If you book a flight using the Ryanair, or rival carrier’s website, and a hotel, or villa on Booking.com or Airbnb – there is no Atol protection. As a result the advice is always to pay using a credit rather than debit card because it allows you to hold the card company liable in the event the airline folds before you travel, provided the ticket cost more than £100.

While it is unlikely Ryanair will collapse, it is only a matter of time before another airline folds. There were plenty of people who booked flight-only deals with Thomas Cook who are now making section 75 claims to their card providers.

For bookings costing less than £100, or if you paid by debit card, you may be able to claim money back from your card provider through the chargeback scheme. The chargeback process isn’t a legal requirement, but has become an industry standard. Some Thomas Cook customers have had flight-only charges refunded via chargebacks.

You may buy a flight from Ryanair and later add a hotel on its much-promoted Ryanair Rooms site, but that does not automatically constitute a package deal. Basically to benefit from EU “linked travel arrangement” protection you must purchase both flight and hotel from the same company within the same 24 hours. Ryanair told us its passengers are protected under the Irish package travel directive, which is equivalent to Atol. On lastminute.com if you buy flight and hotel in one go, paid together, you get Atol protection. In truth, the rules are a mess for consumers to navigate, through.

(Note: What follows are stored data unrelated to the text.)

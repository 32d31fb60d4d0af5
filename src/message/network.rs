//! NetworkMessage codec.
//!
//! The network content mask selects one of the top-level shapes:
//! ```text
//! header  single  shape
//! yes     any     { MessageId, MessageType, [PublisherId], [DataSetClassId],
//!                   Messages: <object or array>, [ReplyTo] }
//! no      yes     the one DataSetMessage's own shape
//! no      no      [ <DataSetMessage>, ... ]
//! ```
//!
//! Decoding is best effort: one incoming message is offered to every
//! configured reader independently and malformed input never escapes as an
//! error, only as the diagnostic of a [`DecodeOutcome`].

use bytes::Bytes;

use crate::error::{DecodeError, Error, Result};
use crate::message::DataSetMessage;
use crate::protocol::{
    DATA_MESSAGE_TYPE, JsonDecoder, JsonEncoder, MESSAGES_FIELD, MessageBody, MessageType,
    NetworkMessageContentMask,
};
use crate::types::{
    DataSet, DataSetWriterConfig, ReaderConfig, ReaderMessageSettings, WriterGroupConfig,
};

const MESSAGE_ID_FIELD: &str = "MessageId";
const MESSAGE_TYPE_FIELD: &str = "MessageType";
const PUBLISHER_ID_FIELD: &str = "PublisherId";
const DATA_SET_CLASS_ID_FIELD: &str = "DataSetClassId";
const REPLY_TO_FIELD: &str = "ReplyTo";

/// One JSON transmission unit.
///
/// [`Default`] yields a message with an empty id, as used when decoding;
/// [`NetworkMessage::new`] assigns a fresh id for publishing.
#[derive(Debug, Clone, PartialEq, Default)]
pub struct NetworkMessage {
    message_id: String,
    publisher_id: Option<String>,
    data_set_class_id: Option<String>,
    reply_to: Option<String>,
    content_mask: NetworkMessageContentMask,
    messages: Vec<DataSetMessage>,
}

impl NetworkMessage {
    /// Creates an empty message with a fresh message id.
    #[must_use]
    pub fn new() -> Self {
        Self {
            message_id: uuid::Uuid::new_v4().to_string(),
            ..Self::default()
        }
    }

    /// Creates a message from a writer group and one data set per writer.
    ///
    /// Data sets are paired with `config.writers` in order; each
    /// DataSetMessage takes its writer's id and masks.
    ///
    /// # Errors
    ///
    /// Returns [`Error::InvalidConfig`](crate::Error::InvalidConfig) if the
    /// group carries unknown mask bits or the number of data sets differs
    /// from the number of writers.
    pub fn from_writer_group(config: &WriterGroupConfig, data_sets: Vec<DataSet>) -> Result<Self> {
        config.validate()?;
        if data_sets.len() != config.writers.len() {
            return Err(Error::InvalidConfig {
                reason: format!(
                    "writer group {}: {} data set(s) for {} writer(s)",
                    config.name,
                    data_sets.len(),
                    config.writers.len()
                ),
            });
        }

        let mut message = Self {
            publisher_id: config.publisher_id.clone(),
            data_set_class_id: config.data_set_class_id.clone(),
            reply_to: config.reply_to.clone(),
            ..Self::new()
        };
        message.set_content_mask(NetworkMessageContentMask::from_bits_truncate(
            config.network_message_content_mask,
        ));
        for (writer, data_set) in config.writers.iter().zip(data_sets) {
            message.push_from_writer(writer, data_set);
        }
        Ok(message)
    }

    /// Returns the message id.
    #[must_use]
    pub fn message_id(&self) -> &str {
        &self.message_id
    }

    /// Sets the message id.
    pub fn set_message_id(&mut self, message_id: impl Into<String>) {
        self.message_id = message_id.into();
    }

    /// Returns the message kind; always data.
    #[must_use]
    pub const fn message_type(&self) -> MessageType {
        MessageType::Data
    }

    /// Returns the publisher id.
    #[must_use]
    pub fn publisher_id(&self) -> Option<&str> {
        self.publisher_id.as_deref()
    }

    /// Sets the publisher id.
    pub fn set_publisher_id(&mut self, publisher_id: Option<String>) {
        self.publisher_id = publisher_id;
    }

    /// Returns the data set class id.
    #[must_use]
    pub fn data_set_class_id(&self) -> Option<&str> {
        self.data_set_class_id.as_deref()
    }

    /// Sets the data set class id.
    pub fn set_data_set_class_id(&mut self, data_set_class_id: Option<String>) {
        self.data_set_class_id = data_set_class_id;
    }

    /// Returns the reply address.
    #[must_use]
    pub fn reply_to(&self) -> Option<&str> {
        self.reply_to.as_deref()
    }

    /// Sets the reply address.
    pub fn set_reply_to(&mut self, reply_to: Option<String>) {
        self.reply_to = reply_to;
    }

    /// Returns the content mask.
    #[must_use]
    pub const fn content_mask(&self) -> NetworkMessageContentMask {
        self.content_mask
    }

    /// Sets the content mask.
    ///
    /// The DataSetMessage header decision is pushed onto every held
    /// DataSetMessage.
    pub fn set_content_mask(&mut self, content_mask: NetworkMessageContentMask) {
        self.content_mask = content_mask;
        let has_header = content_mask.has_data_set_message_header();
        for message in &mut self.messages {
            message.set_has_header(has_header);
        }
    }

    /// Appends a DataSetMessage, applying the current header decision.
    pub fn push(&mut self, mut message: DataSetMessage) {
        message.set_has_header(self.content_mask.has_data_set_message_header());
        self.messages.push(message);
    }

    /// Appends a DataSetMessage built from a writer configuration.
    pub fn push_from_writer(&mut self, writer: &DataSetWriterConfig, data_set: DataSet) {
        self.push(DataSetMessage::from_writer(writer, data_set));
    }

    /// Returns the DataSetMessages in order.
    #[must_use]
    pub fn dataset_messages(&self) -> &[DataSetMessage] {
        &self.messages
    }

    /// Consumes the message, returning its DataSetMessages.
    #[must_use]
    pub fn into_dataset_messages(self) -> Vec<DataSetMessage> {
        self.messages
    }

    /// Encodes the message to JSON text.
    pub fn encode(&self) -> Result<Bytes> {
        let mut encoder = JsonEncoder::new();
        self.encode_with(&mut encoder)?;
        encoder.finish()
    }

    /// Drives `encoder` through this message.
    ///
    /// The encoder must be fresh; the root mode is set before any write.
    pub fn encode_with(&self, encoder: &mut JsonEncoder) -> Result<()> {
        let mask = self.content_mask;
        encoder.set_root_array(mask.root_is_array())?;

        if mask.has_network_message_header() {
            encoder.write_string(Some(MESSAGE_ID_FIELD), &self.message_id)?;
            encoder.write_string(Some(MESSAGE_TYPE_FIELD), DATA_MESSAGE_TYPE)?;
            if mask.contains(NetworkMessageContentMask::PUBLISHER_ID) {
                if let Some(publisher_id) = &self.publisher_id {
                    encoder.write_string(Some(PUBLISHER_ID_FIELD), publisher_id)?;
                }
            }
            if mask.contains(NetworkMessageContentMask::DATA_SET_CLASS_ID) {
                if let Some(class_id) = &self.data_set_class_id {
                    encoder.write_string(Some(DATA_SET_CLASS_ID_FIELD), class_id)?;
                }
            }

            if mask.has_single_data_set_message() {
                if let Some(first) = self.messages.first() {
                    first.encode(encoder, Some(MESSAGES_FIELD))?;
                }
            } else {
                encoder.push_array(Some(MESSAGES_FIELD))?;
                for message in &self.messages {
                    message.encode(encoder, None)?;
                }
                encoder.pop_array()?;
            }

            if mask.contains(NetworkMessageContentMask::REPLY_TO) {
                if let Some(reply_to) = &self.reply_to {
                    encoder.write_string(Some(REPLY_TO_FIELD), reply_to)?;
                }
            }
            return Ok(());
        }

        if mask.has_single_data_set_message() {
            if let Some(first) = self.messages.first() {
                first.encode_payload(encoder, first.has_header())?;
            }
        } else {
            for message in &self.messages {
                message.encode(encoder, None)?;
            }
        }
        Ok(())
    }

    /// Decodes `data` against every reader.
    ///
    /// Never fails: malformed input ends decoding early and is reported as
    /// the outcome's diagnostic, next to whatever was decoded before.
    #[must_use]
    pub fn decode(data: &[u8], readers: &[ReaderConfig]) -> DecodeOutcome {
        let mut outcome = DecodeOutcome::default();
        if readers.is_empty() {
            return outcome;
        }
        if let Err(e) = decode_into(data, readers, &mut outcome) {
            tracing::warn!(
                "dropping malformed network message after {} data set(s): {}",
                outcome.len(),
                e
            );
            outcome.diagnostic = Some(e);
        }
        outcome
    }
}

fn decode_into(
    data: &[u8],
    readers: &[ReaderConfig],
    outcome: &mut DecodeOutcome,
) -> std::result::Result<(), DecodeError> {
    let decoder = JsonDecoder::parse(data)?;
    let root = decoder.root();
    let message = &mut outcome.message;
    let mut observed = NetworkMessageContentMask::NONE;

    let message_type = root
        .read_string(MESSAGE_TYPE_FIELD)?
        .map(|literal| MessageType::from_wire(&literal));
    if let Some(kind) = message_type.filter(|kind| !kind.is_data()) {
        tracing::debug!("ignoring {} network message", kind.as_str());
        return Ok(());
    }

    if let Some(message_id) = root.read_string(MESSAGE_ID_FIELD)? {
        message.message_id = message_id;
        observed = observed | NetworkMessageContentMask::NETWORK_MESSAGE_HEADER;
    }
    if let Some(publisher_id) = root.read_string(PUBLISHER_ID_FIELD)? {
        message.publisher_id = Some(publisher_id);
        observed = observed | NetworkMessageContentMask::PUBLISHER_ID;
    }
    if let Some(class_id) = root.read_string(DATA_SET_CLASS_ID_FIELD)? {
        message.data_set_class_id = Some(class_id);
        observed = observed | NetworkMessageContentMask::DATA_SET_CLASS_ID;
    }
    if let Some(reply_to) = root.read_string(REPLY_TO_FIELD)? {
        message.reply_to = Some(reply_to);
        observed = observed | NetworkMessageContentMask::REPLY_TO;
    }

    let publisher_id = if observed.contains(NetworkMessageContentMask::PUBLISHER_ID) {
        message.publisher_id.as_deref()
    } else {
        None
    };
    let candidates: Vec<(usize, &ReaderConfig)> = readers
        .iter()
        .enumerate()
        .filter(|(_, reader)| reader.publisher_id.matches(publisher_id))
        .collect();
    if candidates.is_empty() {
        tracing::trace!(
            "no reader accepts publisher {}",
            publisher_id.unwrap_or("<none>")
        );
        return Ok(());
    }

    let body = decoder.locate_body();
    if body.is_single() {
        observed = observed | NetworkMessageContentMask::SINGLE_DATA_SET_MESSAGE;
    }
    if body.first_has_header() {
        observed = observed | NetworkMessageContentMask::DATA_SET_MESSAGE_HEADER;
    }
    message.set_content_mask(observed);

    for (index, reader) in candidates {
        if let Some(data_set_message) = decode_for_reader(&body, observed, reader)? {
            outcome.message.push(data_set_message);
            outcome.readers.push(index);
        }
    }
    Ok(())
}

/// Decodes the located body for one reader.
///
/// Returns `None` if the reader's settings are missing or malformed, if the
/// reader expects network mask bits the message did not carry, or if no
/// candidate matched. Pure in its inputs; readers can be evaluated in any
/// order or in parallel.
///
/// # Errors
///
/// Returns an error if the body is malformed.
pub fn decode_for_reader(
    body: &MessageBody<'_>,
    observed: NetworkMessageContentMask,
    reader: &ReaderConfig,
) -> std::result::Result<Option<DataSetMessage>, DecodeError> {
    let Some((network, data_set, field)) = reader
        .message_settings
        .as_ref()
        .and_then(ReaderMessageSettings::masks)
    else {
        tracing::trace!("reader {}: missing or malformed message settings", reader.name);
        return Ok(None);
    };
    if !observed.satisfies(network) {
        tracing::trace!(
            "reader {}: expects {:?}, message carries {:?}",
            reader.name,
            network,
            observed
        );
        return Ok(None);
    }

    let mut message = DataSetMessage::with_masks(data_set, field);
    message.set_has_header(observed.has_data_set_message_header());
    message.decode_possible(body, reader)?;
    Ok((!message.data_set().is_empty()).then_some(message))
}

/// Result of decoding one network message.
#[derive(Debug, Clone, Default)]
pub struct DecodeOutcome {
    message: NetworkMessage,
    readers: Vec<usize>,
    diagnostic: Option<DecodeError>,
}

impl DecodeOutcome {
    /// Returns the decoded header fields, observed mask and DataSetMessages.
    #[must_use]
    pub const fn network_message(&self) -> &NetworkMessage {
        &self.message
    }

    /// Returns the decoded DataSetMessages in reader evaluation order.
    #[must_use]
    pub fn messages(&self) -> &[DataSetMessage] {
        self.message.dataset_messages()
    }

    /// Consumes the outcome, returning the decoded DataSetMessages.
    #[must_use]
    pub fn into_messages(self) -> Vec<DataSetMessage> {
        self.message.into_dataset_messages()
    }

    /// Iterates `(reader index, message)` pairs.
    ///
    /// The index refers to the reader slice passed to
    /// [`NetworkMessage::decode`].
    pub fn matches(&self) -> impl Iterator<Item = (usize, &DataSetMessage)> {
        self.readers.iter().copied().zip(self.messages())
    }

    /// Returns why decoding stopped early, if it did.
    #[must_use]
    pub const fn diagnostic(&self) -> Option<&DecodeError> {
        self.diagnostic.as_ref()
    }

    /// Number of decoded DataSetMessages.
    #[must_use]
    pub fn len(&self) -> usize {
        self.readers.len()
    }

    /// Returns true if nothing was decoded.
    #[must_use]
    pub fn is_empty(&self) -> bool {
        self.readers.is_empty()
    }
}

Buy travel insurance with ‘scheduled airline failure’ cover

It’s known as scheduled airline failure (SAF) in the trade, or in the better travel policies supplier failure. The aim of the cover is to step in if an airline’s collapse leaves you stranded abroad or unable to depart.

Arguably, if you always buy flights with a credit card, you don’t need it as the card provider is liable. But SAF would cover the buying of more expensive replacement flights, which would allow the rest of the trip to carry on. It will also pay out if you bought the flights without a credit card.

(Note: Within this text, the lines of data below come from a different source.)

//! Async [`Subscriber`] for received network messages.
//!
//! The subscriber owns a set of readers and turns raw frames from an
//! external transport into [`Event`]s. Transport itself is out of scope:
//! frames arrive either through [`Subscriber::ingest`] or an `mpsc` channel
//! handed to [`Subscriber::spawn`].

use std::sync::Arc;
use std::time::Duration;

use bytes::Bytes;
use tokio::sync::{RwLock, mpsc};
use tokio::task::JoinHandle;

use crate::error::Result;
use crate::event::{Event, EventDispatcher, EventFilter, Subscription};
use crate::message::NetworkMessage;
use crate::types::ReaderConfig;

const EVENT_CAPACITY: usize = 256;

/// Decodes frames for a set of readers and dispatches the results.
pub struct Subscriber {
    readers: Arc<RwLock<Vec<ReaderConfig>>>,
    dispatcher: EventDispatcher,
    process_task: Option<JoinHandle<()>>,
}

impl Subscriber {
    /// Creates a subscriber for the given readers.
    ///
    /// # Errors
    ///
    /// Returns an error if any reader configuration is invalid.
    pub fn new(readers: Vec<ReaderConfig>) -> Result<Self> {
        for reader in &readers {
            reader.validate()?;
        }
        Ok(Self {
            readers: Arc::new(RwLock::new(readers)),
            dispatcher: EventDispatcher::new(EVENT_CAPACITY),
            process_task: None,
        })
    }

    /// Adds a reader; it takes part in decoding from the next frame on.
    ///
    /// # Errors
    ///
    /// Returns an error if the reader configuration is invalid.
    pub async fn add_reader(&self, reader: ReaderConfig) -> Result<()> {
        reader.validate()?;
        self.readers.write().await.push(reader);
        Ok(())
    }

    /// Returns the configured readers.
    pub async fn readers(&self) -> Vec<ReaderConfig> {
        self.readers.read().await.clone()
    }

    /// Subscribes to events.
    #[must_use]
    pub fn subscribe(&self, filter: Option<EventFilter>) -> Subscription {
        self.dispatcher.subscribe(filter)
    }

    /// Waits for an event matching the filter with timeout.
    pub async fn wait_for(&self, filter: EventFilter, timeout: Duration) -> Option<Event> {
        self.dispatcher.wait_for(filter, timeout).await
    }

    /// Decodes one frame and dispatches the results.
    ///
    /// Returns the number of data sets delivered.
    pub async fn ingest(&self, frame: &[u8]) -> usize {
        process_frame(frame, &self.readers, &self.dispatcher).await
    }

    /// Starts a background task decoding every frame received on `frames`.
    ///
    /// A previously started task is stopped first. The task ends when the
    /// sending side closes.
    pub fn spawn(&mut self, mut frames: mpsc::Receiver<Bytes>) {
        self.stop();

        let readers = Arc::clone(&self.readers);
        let dispatcher = self.dispatcher.clone();
        let process_task = tokio::spawn(async move {
            while let Some(frame) = frames.recv().await {
                process_frame(&frame, &readers, &dispatcher).await;
            }
            tracing::debug!("frame channel closed");
        });
        self.process_task = Some(process_task);
    }

    /// Stops the background task, if any.
    pub fn stop(&mut self) {
        if let Some(task) = self.process_task.take() {
            task.abort();
        }
    }
}

/// Decodes a received frame and dispatches the matching events.
async fn process_frame(
    frame: &[u8],
    readers: &RwLock<Vec<ReaderConfig>>,
    dispatcher: &EventDispatcher,
) -> usize {
    tracing::trace!("processing frame, {} bytes", frame.len());

    let readers = readers.read().await;
    let outcome = NetworkMessage::decode(frame, &readers);

    for (index, message) in outcome.matches() {
        dispatcher.dispatch(Event::DataSetReceived {
            reader: readers[index].name.clone(),
            message: Box::new(message.clone()),
        });
    }

    if let Some(reason) = outcome.diagnostic() {
        dispatcher.dispatch(Event::DecodeFailed {
            reason: reason.clone(),
        });
    } else if outcome.is_empty() {
        dispatcher.dispatch(Event::Ignored);
    }

    outcome.len()
}

impl Drop for Subscriber {
    fn drop(&mut self) {
        self.stop();
    }
}

#[cfg(test)]
mod tests {
    use super::*;
    use crate::message::DataSetMessage;
    use crate::protocol::{
        DataSetFieldContentMask, DataSetMessageContentMask, NetworkMessageContentMask,
    };
    use crate::types::{
        BuiltInType, DataSet, DataSetMetaData, DataValue, FieldMetaData, ReaderMessageSettings,
    };

    const TIMEOUT: Duration = Duration::from_millis(500);

    fn reader(name: &str, field: &str) -> ReaderConfig {
        ReaderConfig::new(
            name,
            DataSetMetaData::new(name).field(FieldMetaData::new(field, BuiltInType::Int32)),
        )
        .message_settings(ReaderMessageSettings::new(
            NetworkMessageContentMask::NETWORK_MESSAGE_HEADER,
            DataSetMessageContentMask::NONE,
            DataSetFieldContentMask::NONE,
        ))
    }

    fn frame(field: &str, value: i32) -> Bytes {
        let mut message = NetworkMessage::new();
        message.set_content_mask(NetworkMessageContentMask::NETWORK_MESSAGE_HEADER);
        message.push(DataSetMessage::new(DataSet::from_iter([(
            field,
            DataValue::new(value),
        )])));
        message.encode().unwrap()
    }

    #[tokio::test]
    async fn test_ingest_dispatches_matches() {
        let subscriber = Subscriber::new(vec![reader("level", "Level"), reader("flow", "Flow")])
            .unwrap();
        let mut sub = subscriber.subscribe(None);

        assert_eq!(subscriber.ingest(&frame("Flow", 12)).await, 1);

        let event = sub.recv().await.unwrap();
        assert_eq!(event.reader(), Some("flow"));
        let value = event.message().unwrap().data_set().get("Flow").unwrap();
        assert_eq!(value, &DataValue::new(12));
    }

    #[tokio::test]
    async fn test_ingest_reports_ignored_and_failed() {
        let subscriber = Subscriber::new(vec![reader("level", "Level")]).unwrap();
        let mut sub = subscriber.subscribe(None);

        assert_eq!(subscriber.ingest(&frame("Other", 1)).await, 0);
        assert!(matches!(sub.recv().await, Some(Event::Ignored)));

        assert_eq!(subscriber.ingest(b"{]").await, 0);
        assert!(matches!(sub.recv().await, Some(Event::DecodeFailed { .. })));
    }

    #[tokio::test]
    async fn test_add_reader() {
        let subscriber = Subscriber::new(Vec::new()).unwrap();
        assert_eq!(subscriber.ingest(&frame("Level", 3)).await, 0);

        subscriber.add_reader(reader("level", "Level")).await.unwrap();
        assert_eq!(subscriber.ingest(&frame("Level", 3)).await, 1);
        assert_eq!(subscriber.readers().await.len(), 1);

        let invalid = reader("bad", "Level").publisher("");
        assert!(subscriber.add_reader(invalid).await.is_err());
    }

    #[tokio::test]
    async fn test_spawned_task_processes_frames() {
        let mut subscriber = Subscriber::new(vec![reader("level", "Level")]).unwrap();
        let (frame_tx, frame_rx) = mpsc::channel(8);
        subscriber.spawn(frame_rx);

        let waiter = subscriber.wait_for(EventFilter::reader("level"), TIMEOUT);
        let (event, sent) = tokio::join!(waiter, frame_tx.send(frame("Level", 9)));
        sent.unwrap();

        let event = event.unwrap();
        let value = event.message().unwrap().data_set().get("Level").unwrap();
        assert_eq!(value, &DataValue::new(9));

        subscriber.stop();
    }
}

The problem is that many travel policies, particularly those at the cheaper end of the spectrumones, don’t provide this cover as standard. According to Defaqto, just over half of the 1,135 annual travel policies listed SAF cover of between £100-£15,000. The average amount of cover offered under a SAF policy is £2,500.

Sally Jaques, a travel expert at GoCompare, says this should serve as a wake-up call. “Our research looking at over half a million transactions found that in 2018 over 30% of single trip travel insurance policies were bought on the actual day of departure. Hopefully the publicity surrounding the end of Thomas Cook will persuade holidaymakers to get themselves properly protected and to do it very soon after booking their trip.”

Economycover.com’s Premier Plus annual family multitrip policy (Europe only) costs £51.20 a year, and includes £8,000 cancellation cover and £5,000 SAF cover. Multitrip.com has a similar policy costing £36 a year with £3,000 cancellation and £1,500 SAF.

Don’t, don’t don’t ever hold on to vouchers for travel firms or retailers

You have to feel for the Cambridgeshire family from Cambridgeshire who spent two years saving up more than £800 for Thomas Cook vouchers to pay for their dream trip to Euro Disney. Lianne Jones had even bought some more vouchers at her local Thomas Cook travel agent a week before its collapse, only to be told they are now worthless. Retail vouchers of any kind are just not worth the risk anymore. Too many consumers have lost out in this way.

If you are about to go on holiday, it’s worth looking at the news

Thomas Cook’s collapse may have been all over the Guardian, and most news broadcasts, but that didn’t stop several passengers turning up at Gatwick on Monday expecting to board a grounded Thomas Cook flight.